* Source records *
Content starts
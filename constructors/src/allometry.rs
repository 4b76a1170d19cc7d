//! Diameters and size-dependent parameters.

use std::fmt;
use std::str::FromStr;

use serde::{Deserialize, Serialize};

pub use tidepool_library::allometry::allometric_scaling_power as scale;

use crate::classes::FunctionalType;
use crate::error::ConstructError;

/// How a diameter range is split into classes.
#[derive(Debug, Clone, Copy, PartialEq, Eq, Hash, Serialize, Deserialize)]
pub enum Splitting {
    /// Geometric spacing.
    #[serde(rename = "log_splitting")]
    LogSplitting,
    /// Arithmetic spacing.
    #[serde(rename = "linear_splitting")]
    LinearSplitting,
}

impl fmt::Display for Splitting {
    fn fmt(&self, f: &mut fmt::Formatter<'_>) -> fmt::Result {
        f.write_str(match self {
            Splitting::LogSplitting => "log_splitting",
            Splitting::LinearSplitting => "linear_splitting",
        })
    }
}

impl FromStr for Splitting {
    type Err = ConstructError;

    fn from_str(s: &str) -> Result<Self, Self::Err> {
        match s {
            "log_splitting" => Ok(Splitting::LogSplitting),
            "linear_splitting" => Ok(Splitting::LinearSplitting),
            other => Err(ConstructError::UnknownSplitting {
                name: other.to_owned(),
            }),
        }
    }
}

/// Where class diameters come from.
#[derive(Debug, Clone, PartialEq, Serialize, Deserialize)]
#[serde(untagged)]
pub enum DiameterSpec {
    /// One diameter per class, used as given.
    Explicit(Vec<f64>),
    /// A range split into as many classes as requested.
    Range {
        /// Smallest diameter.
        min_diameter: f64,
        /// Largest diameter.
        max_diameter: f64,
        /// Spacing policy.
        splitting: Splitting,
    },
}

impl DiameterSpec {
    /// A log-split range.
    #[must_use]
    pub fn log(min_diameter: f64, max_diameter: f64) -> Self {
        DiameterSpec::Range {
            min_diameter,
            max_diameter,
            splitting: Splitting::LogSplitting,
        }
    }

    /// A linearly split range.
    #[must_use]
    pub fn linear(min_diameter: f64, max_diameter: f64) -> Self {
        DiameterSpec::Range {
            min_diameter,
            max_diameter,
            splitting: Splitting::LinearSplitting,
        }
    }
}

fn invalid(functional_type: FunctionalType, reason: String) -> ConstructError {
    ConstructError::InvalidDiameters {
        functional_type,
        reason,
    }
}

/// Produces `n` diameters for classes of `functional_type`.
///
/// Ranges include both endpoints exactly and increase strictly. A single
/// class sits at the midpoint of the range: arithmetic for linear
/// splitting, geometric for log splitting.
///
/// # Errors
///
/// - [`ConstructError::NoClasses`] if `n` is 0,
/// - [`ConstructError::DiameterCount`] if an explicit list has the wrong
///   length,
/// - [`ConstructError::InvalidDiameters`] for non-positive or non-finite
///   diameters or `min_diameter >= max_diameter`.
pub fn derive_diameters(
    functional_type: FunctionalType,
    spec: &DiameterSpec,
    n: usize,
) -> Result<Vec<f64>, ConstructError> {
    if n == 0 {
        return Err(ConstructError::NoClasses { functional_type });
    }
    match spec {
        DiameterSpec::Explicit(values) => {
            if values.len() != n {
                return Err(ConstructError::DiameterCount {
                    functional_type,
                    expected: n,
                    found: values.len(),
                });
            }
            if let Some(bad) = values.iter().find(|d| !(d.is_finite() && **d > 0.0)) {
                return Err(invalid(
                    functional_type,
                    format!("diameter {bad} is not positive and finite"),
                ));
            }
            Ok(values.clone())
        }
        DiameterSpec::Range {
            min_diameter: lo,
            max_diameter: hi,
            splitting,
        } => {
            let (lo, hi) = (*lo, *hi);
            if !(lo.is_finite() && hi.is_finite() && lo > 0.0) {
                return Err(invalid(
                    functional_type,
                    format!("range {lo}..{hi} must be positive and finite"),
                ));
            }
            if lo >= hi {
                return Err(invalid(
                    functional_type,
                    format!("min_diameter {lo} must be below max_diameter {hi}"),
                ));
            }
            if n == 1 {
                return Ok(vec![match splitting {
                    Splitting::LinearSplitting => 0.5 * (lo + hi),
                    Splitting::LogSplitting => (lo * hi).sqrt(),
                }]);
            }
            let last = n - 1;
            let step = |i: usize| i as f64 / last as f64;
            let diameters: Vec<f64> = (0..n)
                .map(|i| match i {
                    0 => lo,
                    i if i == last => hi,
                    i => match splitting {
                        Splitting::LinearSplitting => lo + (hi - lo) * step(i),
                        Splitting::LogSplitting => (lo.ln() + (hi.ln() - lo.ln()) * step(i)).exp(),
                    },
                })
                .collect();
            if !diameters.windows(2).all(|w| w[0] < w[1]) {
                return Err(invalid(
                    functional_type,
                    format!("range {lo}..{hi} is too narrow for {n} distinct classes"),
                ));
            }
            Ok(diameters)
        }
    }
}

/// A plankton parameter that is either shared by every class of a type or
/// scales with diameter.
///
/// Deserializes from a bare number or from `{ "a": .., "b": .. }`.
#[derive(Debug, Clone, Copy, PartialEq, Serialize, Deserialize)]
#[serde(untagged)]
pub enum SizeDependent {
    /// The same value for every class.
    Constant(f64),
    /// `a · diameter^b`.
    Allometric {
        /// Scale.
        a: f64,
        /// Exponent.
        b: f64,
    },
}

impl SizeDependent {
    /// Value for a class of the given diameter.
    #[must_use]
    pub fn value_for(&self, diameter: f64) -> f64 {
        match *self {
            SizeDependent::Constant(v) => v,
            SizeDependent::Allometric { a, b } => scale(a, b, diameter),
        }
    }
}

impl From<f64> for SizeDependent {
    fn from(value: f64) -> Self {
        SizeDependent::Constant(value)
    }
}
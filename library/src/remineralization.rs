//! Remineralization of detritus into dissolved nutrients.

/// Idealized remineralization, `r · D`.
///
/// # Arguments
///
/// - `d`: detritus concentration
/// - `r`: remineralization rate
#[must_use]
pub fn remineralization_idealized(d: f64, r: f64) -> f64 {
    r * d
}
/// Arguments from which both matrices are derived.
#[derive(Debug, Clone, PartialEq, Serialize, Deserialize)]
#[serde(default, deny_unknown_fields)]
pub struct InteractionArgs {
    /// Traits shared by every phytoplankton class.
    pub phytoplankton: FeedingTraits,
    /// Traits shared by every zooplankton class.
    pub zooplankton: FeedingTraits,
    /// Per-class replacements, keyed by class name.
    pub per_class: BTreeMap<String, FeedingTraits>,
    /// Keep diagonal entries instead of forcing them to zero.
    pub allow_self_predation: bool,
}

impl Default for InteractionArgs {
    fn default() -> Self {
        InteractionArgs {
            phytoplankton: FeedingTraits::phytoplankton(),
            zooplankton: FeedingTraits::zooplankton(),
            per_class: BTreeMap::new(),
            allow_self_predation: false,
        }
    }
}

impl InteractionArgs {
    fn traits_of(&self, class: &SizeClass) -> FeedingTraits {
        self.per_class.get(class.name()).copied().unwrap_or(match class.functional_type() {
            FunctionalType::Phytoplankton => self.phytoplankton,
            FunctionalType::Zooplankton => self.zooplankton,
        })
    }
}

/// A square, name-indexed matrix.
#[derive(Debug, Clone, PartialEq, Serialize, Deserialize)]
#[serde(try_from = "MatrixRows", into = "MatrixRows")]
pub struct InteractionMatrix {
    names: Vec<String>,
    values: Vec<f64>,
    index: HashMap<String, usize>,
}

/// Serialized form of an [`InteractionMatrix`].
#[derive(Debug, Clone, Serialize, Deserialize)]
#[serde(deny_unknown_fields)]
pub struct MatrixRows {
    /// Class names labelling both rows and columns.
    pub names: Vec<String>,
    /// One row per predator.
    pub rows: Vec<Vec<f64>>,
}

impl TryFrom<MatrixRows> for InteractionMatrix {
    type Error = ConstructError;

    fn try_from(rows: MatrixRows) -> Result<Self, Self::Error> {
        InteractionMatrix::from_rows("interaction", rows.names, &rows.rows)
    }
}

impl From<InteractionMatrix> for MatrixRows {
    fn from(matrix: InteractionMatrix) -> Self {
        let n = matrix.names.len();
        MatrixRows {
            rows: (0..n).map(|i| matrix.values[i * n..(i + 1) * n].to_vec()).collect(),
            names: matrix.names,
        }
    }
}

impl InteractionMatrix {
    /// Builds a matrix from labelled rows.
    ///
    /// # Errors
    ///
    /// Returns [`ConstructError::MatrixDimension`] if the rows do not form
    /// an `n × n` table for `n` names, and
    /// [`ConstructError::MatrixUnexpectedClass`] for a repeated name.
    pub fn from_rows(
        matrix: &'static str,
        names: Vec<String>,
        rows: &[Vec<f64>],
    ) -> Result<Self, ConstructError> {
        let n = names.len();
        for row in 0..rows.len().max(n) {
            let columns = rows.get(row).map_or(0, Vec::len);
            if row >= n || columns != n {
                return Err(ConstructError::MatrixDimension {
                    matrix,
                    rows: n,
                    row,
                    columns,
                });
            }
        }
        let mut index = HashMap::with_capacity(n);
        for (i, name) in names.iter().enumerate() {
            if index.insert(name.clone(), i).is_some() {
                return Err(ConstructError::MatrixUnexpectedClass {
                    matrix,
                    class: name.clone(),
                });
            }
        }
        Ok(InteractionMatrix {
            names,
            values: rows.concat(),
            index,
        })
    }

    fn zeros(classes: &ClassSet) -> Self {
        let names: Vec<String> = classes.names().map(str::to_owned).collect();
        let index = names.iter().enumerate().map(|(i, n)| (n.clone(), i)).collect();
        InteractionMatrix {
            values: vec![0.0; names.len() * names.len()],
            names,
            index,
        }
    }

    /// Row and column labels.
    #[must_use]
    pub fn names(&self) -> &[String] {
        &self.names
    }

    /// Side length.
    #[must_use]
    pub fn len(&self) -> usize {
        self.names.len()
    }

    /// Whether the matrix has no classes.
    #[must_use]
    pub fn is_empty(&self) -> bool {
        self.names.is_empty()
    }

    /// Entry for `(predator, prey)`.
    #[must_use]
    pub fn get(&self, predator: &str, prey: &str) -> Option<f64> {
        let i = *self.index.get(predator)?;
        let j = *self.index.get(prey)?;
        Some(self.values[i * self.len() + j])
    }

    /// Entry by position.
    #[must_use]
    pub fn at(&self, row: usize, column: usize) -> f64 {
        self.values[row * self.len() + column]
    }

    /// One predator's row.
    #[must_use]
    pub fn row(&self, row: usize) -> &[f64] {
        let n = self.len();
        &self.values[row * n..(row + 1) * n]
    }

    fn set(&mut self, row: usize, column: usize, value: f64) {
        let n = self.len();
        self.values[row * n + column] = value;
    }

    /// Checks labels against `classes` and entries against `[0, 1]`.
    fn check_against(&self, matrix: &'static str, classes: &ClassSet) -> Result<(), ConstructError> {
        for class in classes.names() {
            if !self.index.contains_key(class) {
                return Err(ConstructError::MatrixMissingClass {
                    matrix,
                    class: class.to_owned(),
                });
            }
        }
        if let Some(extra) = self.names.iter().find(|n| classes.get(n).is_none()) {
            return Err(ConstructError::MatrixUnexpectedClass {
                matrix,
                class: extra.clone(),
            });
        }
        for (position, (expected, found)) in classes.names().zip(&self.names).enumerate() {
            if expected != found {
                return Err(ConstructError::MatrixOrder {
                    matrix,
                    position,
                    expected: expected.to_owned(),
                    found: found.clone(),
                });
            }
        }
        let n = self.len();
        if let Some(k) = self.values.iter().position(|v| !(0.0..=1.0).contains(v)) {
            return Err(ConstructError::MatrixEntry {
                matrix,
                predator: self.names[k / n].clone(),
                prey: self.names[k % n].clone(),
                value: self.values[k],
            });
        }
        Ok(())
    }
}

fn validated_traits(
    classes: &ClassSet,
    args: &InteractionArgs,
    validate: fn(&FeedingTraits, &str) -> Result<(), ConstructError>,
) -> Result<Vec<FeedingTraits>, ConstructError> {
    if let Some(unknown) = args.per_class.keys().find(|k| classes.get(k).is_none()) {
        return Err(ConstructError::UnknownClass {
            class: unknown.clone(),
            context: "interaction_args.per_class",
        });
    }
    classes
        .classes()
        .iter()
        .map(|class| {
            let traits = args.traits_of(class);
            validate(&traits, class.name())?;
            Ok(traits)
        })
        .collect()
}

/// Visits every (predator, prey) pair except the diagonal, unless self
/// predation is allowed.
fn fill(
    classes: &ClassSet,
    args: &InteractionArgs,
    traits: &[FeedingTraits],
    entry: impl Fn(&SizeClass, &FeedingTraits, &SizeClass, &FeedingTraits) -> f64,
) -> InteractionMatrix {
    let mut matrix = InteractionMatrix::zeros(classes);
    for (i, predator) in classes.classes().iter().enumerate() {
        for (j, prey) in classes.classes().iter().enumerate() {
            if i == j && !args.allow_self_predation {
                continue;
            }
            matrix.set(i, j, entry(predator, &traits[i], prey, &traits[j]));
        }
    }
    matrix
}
Content ends
* What you should do *
Look above for the line with "type Err = ConstructError;" and the line with "pub fn log(min_diameter: f64, max_diameter: f64)". Retype those two lines and every line between them exactly, adding nothing.

* Answer space *
    type Err = ConstructError;

    fn from_str(s: &str) -> Result<Self, Self::Err> {
        match s {
            "log_splitting" => Ok(Splitting::LogSplitting),
            "linear_splitting" => Ok(Splitting::LinearSplitting),
            other => Err(ConstructError::UnknownSplitting {
                name: other.to_owned(),
            }),
        }
    }
}

/// Where class diameters come from.
#[derive(Debug, Clone, PartialEq, Serialize, Deserialize)]
#[serde(untagged)]
pub enum DiameterSpec {
    /// One diameter per class, used as given.
    Explicit(Vec<f64>),
    /// A range split into as many classes as requested.
    Range {
        /// Smallest diameter.
        min_diameter: f64,
        /// Largest diameter.
        max_diameter: f64,
        /// Spacing policy.
        splitting: Splitting,
    },
}

impl DiameterSpec {
    /// A log-split range.
    #[must_use]
    pub fn log(min_diameter: f64, max_diameter: f64) -> Self {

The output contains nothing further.